**TASK GOAL:** Tell how many lines in the data below contain "Result", using one number as the whole reply.

**Saved entries:**
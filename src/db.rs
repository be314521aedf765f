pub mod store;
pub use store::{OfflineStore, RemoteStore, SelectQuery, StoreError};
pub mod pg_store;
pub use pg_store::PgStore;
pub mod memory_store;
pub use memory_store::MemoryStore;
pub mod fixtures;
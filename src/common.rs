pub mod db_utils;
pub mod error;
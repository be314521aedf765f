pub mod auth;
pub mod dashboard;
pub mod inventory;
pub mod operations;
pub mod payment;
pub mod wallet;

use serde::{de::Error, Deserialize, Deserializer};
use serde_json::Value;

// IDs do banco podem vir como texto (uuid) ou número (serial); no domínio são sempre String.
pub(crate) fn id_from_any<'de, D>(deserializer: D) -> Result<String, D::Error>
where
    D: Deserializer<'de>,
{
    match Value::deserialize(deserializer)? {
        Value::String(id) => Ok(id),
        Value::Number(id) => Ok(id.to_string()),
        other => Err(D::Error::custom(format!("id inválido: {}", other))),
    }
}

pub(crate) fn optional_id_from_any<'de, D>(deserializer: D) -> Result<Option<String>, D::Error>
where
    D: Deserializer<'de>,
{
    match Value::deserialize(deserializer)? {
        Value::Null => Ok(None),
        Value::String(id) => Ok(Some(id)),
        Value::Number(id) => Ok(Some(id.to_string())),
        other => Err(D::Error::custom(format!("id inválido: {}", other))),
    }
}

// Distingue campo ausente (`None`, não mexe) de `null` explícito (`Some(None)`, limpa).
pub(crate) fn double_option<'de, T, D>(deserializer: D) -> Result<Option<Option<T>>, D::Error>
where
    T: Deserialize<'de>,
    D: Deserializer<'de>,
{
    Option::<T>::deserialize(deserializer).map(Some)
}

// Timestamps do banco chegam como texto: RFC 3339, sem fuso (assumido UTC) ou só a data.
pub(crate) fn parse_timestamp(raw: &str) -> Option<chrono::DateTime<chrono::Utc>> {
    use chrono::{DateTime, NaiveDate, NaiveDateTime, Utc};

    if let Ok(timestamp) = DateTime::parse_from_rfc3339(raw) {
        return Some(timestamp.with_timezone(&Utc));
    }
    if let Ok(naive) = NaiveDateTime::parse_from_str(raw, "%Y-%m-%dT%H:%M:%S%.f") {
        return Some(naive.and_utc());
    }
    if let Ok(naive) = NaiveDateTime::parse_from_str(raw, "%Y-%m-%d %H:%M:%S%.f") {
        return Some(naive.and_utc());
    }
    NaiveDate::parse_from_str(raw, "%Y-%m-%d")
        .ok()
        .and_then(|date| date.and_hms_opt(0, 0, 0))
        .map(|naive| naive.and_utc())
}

**RESPONSE TO THE EXERCISE:** 3